Below are several records. Retype exactly those lines running from the one with "always win over" through the one with "#[derive(Debug, Clone, PartialEq, Eq)]", end lines included, and no others.

=-=-=

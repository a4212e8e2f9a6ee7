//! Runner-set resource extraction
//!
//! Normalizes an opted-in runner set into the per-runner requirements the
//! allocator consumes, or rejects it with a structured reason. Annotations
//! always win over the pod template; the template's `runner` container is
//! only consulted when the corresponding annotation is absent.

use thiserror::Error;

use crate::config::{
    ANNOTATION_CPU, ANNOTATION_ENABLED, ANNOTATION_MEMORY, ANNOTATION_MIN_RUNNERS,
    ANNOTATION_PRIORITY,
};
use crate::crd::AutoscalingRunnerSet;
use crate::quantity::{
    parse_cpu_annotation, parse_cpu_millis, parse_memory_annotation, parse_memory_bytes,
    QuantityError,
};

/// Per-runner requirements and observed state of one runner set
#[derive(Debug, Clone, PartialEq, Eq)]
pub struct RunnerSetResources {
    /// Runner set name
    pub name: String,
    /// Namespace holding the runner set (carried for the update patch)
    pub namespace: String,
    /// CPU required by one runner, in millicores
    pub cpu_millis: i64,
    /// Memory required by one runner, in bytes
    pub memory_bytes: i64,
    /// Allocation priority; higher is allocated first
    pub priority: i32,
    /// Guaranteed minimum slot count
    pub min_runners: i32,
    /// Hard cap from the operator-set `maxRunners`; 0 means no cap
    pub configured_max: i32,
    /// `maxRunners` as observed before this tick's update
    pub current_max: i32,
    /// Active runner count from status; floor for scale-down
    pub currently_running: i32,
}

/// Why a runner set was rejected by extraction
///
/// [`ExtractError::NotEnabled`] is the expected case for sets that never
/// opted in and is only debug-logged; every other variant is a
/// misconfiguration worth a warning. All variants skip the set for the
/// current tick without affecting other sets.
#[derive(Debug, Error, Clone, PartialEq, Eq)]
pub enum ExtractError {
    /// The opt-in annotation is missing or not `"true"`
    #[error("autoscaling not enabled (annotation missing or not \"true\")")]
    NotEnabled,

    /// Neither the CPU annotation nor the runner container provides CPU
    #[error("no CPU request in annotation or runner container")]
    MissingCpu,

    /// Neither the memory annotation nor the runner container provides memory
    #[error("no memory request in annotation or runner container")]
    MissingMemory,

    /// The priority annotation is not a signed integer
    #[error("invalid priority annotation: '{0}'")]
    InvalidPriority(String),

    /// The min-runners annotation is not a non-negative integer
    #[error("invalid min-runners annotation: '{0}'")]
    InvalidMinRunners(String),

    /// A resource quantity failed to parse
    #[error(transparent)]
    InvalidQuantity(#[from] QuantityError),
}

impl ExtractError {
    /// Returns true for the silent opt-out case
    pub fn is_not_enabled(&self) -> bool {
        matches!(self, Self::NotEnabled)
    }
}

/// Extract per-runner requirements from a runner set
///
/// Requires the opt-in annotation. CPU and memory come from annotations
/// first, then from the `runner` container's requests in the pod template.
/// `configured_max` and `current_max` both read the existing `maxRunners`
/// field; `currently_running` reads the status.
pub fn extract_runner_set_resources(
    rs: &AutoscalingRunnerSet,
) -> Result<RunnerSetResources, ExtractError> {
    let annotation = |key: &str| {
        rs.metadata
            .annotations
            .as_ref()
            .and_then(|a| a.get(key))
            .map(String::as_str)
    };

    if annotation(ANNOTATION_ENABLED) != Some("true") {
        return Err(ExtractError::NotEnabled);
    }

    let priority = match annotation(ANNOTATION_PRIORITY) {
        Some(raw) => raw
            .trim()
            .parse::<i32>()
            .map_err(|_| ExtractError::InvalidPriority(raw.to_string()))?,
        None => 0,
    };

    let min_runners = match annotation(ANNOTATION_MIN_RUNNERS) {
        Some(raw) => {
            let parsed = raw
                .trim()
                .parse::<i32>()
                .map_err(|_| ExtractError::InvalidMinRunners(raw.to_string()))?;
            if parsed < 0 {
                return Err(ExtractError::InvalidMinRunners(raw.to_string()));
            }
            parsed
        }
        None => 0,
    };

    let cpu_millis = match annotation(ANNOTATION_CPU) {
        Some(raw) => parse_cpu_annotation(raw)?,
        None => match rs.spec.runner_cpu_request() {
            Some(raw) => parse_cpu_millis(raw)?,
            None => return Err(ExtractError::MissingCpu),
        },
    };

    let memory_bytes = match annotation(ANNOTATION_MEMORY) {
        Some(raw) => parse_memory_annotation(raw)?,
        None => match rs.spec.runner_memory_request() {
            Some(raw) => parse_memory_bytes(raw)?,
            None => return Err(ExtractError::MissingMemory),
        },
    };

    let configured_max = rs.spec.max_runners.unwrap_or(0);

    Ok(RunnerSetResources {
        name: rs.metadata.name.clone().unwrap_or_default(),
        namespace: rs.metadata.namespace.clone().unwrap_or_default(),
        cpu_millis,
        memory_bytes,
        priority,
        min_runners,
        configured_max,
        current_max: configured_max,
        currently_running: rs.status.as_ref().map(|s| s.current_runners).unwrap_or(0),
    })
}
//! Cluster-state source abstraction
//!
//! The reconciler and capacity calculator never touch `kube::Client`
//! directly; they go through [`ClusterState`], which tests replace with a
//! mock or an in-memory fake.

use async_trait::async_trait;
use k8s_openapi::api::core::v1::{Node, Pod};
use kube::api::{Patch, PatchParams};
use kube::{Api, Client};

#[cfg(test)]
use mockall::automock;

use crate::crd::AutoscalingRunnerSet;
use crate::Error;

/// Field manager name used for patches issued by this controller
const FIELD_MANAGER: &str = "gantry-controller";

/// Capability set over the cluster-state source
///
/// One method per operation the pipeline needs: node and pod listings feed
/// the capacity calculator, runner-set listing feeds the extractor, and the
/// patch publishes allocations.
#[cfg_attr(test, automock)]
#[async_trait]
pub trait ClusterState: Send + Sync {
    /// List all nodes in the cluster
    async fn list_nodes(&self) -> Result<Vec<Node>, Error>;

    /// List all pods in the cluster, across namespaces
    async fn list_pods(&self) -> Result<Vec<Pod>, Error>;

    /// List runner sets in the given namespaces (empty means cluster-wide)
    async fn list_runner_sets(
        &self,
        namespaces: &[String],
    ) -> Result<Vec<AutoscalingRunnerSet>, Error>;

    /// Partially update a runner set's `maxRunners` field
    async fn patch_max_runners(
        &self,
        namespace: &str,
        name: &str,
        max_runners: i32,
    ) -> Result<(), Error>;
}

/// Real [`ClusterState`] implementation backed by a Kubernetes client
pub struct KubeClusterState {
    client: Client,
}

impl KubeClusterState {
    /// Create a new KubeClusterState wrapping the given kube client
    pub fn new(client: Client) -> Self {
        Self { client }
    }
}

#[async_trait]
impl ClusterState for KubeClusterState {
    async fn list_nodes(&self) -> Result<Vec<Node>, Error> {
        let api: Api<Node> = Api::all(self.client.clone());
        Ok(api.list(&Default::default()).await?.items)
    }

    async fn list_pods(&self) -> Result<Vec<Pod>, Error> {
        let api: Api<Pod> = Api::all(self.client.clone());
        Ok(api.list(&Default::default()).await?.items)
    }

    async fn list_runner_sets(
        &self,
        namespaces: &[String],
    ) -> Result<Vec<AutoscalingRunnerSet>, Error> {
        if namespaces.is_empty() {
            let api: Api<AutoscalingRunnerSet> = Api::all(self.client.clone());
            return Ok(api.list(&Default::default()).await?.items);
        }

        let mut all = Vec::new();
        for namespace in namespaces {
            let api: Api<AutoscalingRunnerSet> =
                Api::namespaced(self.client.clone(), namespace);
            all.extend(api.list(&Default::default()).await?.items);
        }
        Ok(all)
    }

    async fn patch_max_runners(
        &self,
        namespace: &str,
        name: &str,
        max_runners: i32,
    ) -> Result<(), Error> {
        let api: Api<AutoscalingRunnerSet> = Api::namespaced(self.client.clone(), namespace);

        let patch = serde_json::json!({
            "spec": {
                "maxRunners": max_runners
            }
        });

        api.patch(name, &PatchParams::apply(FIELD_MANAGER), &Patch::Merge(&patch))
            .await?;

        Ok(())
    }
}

=-=-=

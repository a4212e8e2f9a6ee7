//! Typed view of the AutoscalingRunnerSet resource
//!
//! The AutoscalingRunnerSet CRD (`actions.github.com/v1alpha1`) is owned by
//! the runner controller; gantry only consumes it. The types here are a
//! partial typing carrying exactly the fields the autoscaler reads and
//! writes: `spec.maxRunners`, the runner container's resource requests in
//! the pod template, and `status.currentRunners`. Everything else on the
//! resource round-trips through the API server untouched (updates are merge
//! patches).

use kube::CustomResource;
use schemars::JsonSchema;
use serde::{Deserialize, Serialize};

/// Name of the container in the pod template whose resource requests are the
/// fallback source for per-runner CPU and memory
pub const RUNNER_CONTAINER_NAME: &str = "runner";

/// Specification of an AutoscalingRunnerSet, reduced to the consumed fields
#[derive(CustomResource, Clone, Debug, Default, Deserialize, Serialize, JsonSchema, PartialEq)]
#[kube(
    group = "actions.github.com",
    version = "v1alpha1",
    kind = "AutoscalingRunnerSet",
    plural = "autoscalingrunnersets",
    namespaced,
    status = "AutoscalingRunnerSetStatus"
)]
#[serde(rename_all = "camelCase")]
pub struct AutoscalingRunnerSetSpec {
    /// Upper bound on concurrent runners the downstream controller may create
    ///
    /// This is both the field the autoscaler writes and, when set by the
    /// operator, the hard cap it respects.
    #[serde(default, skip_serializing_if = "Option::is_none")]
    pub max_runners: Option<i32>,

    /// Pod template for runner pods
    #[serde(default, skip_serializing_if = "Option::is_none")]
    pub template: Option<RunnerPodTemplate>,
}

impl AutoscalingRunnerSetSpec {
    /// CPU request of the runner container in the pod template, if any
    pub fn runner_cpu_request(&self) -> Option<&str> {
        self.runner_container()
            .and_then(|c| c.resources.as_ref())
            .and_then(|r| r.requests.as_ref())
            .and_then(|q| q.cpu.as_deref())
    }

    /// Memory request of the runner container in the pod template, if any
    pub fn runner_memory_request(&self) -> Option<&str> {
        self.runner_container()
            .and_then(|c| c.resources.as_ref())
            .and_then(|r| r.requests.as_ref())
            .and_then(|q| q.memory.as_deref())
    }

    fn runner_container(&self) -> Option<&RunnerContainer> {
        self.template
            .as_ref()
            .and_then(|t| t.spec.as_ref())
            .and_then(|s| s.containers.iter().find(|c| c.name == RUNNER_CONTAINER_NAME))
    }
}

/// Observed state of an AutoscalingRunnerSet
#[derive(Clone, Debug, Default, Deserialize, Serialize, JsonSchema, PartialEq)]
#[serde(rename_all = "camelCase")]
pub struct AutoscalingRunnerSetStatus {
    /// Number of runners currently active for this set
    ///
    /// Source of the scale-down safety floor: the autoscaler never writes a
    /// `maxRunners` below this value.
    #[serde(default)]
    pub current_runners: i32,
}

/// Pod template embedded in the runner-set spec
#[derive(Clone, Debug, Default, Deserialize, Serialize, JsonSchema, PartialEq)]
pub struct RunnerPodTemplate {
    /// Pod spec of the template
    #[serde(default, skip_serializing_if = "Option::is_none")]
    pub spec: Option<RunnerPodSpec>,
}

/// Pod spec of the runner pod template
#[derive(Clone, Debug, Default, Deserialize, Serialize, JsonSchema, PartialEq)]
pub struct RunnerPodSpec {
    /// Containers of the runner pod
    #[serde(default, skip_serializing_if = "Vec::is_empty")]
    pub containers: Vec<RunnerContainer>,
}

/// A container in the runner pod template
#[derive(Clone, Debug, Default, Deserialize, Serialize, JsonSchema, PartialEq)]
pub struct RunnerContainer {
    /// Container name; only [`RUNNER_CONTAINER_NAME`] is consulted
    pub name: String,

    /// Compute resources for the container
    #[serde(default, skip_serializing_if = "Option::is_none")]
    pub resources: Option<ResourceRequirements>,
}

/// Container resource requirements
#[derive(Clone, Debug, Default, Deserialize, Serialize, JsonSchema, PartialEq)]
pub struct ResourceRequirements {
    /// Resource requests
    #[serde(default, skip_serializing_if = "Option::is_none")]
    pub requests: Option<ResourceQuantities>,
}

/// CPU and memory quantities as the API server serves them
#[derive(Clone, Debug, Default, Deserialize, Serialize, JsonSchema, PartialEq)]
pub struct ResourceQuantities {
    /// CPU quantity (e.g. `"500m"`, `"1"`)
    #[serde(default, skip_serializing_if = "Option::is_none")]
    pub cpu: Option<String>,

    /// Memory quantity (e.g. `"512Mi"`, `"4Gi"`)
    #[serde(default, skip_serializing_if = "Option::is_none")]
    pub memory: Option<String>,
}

=-=-=

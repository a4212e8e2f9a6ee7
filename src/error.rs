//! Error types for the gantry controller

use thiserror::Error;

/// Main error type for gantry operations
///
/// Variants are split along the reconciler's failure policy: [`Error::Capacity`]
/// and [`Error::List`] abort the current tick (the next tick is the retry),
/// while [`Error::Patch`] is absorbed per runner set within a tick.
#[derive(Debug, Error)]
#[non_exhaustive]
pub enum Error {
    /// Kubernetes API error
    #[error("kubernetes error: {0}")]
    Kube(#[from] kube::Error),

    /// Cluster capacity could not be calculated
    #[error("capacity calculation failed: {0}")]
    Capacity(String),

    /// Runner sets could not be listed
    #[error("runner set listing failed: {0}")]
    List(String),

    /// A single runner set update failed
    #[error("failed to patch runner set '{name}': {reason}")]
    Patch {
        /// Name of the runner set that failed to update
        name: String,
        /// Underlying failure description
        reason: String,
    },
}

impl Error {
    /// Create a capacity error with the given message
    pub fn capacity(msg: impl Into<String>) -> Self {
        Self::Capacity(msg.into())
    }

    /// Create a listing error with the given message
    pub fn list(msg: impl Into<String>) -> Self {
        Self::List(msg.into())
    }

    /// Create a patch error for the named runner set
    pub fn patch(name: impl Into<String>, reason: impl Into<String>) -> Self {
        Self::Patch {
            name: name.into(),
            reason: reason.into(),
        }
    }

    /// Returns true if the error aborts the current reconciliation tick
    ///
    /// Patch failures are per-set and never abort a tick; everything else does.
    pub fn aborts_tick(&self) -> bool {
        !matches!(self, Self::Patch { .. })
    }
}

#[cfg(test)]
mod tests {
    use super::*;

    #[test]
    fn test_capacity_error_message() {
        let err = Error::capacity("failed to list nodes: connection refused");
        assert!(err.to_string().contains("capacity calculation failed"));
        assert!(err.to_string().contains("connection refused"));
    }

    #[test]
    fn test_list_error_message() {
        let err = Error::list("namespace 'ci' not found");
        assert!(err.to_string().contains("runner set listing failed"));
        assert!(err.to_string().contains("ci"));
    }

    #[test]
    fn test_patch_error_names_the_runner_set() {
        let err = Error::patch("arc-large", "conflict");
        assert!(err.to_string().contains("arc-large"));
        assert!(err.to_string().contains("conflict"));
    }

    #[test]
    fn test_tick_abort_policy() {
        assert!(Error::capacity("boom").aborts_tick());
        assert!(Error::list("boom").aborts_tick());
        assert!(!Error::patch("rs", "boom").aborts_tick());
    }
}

=-=-=

Written response:
//! always win over the pod template; the template's `runner` container is
//! only consulted when the corresponding annotation is absent.

use thiserror::Error;

use crate::config::{
    ANNOTATION_CPU, ANNOTATION_ENABLED, ANNOTATION_MEMORY, ANNOTATION_MIN_RUNNERS,
    ANNOTATION_PRIORITY,
};
use crate::crd::AutoscalingRunnerSet;
use crate::quantity::{
    parse_cpu_annotation, parse_cpu_millis, parse_memory_annotation, parse_memory_bytes,
    QuantityError,
};

/// Per-runner requirements and observed state of one runner set
#[derive(Debug, Clone, PartialEq, Eq)]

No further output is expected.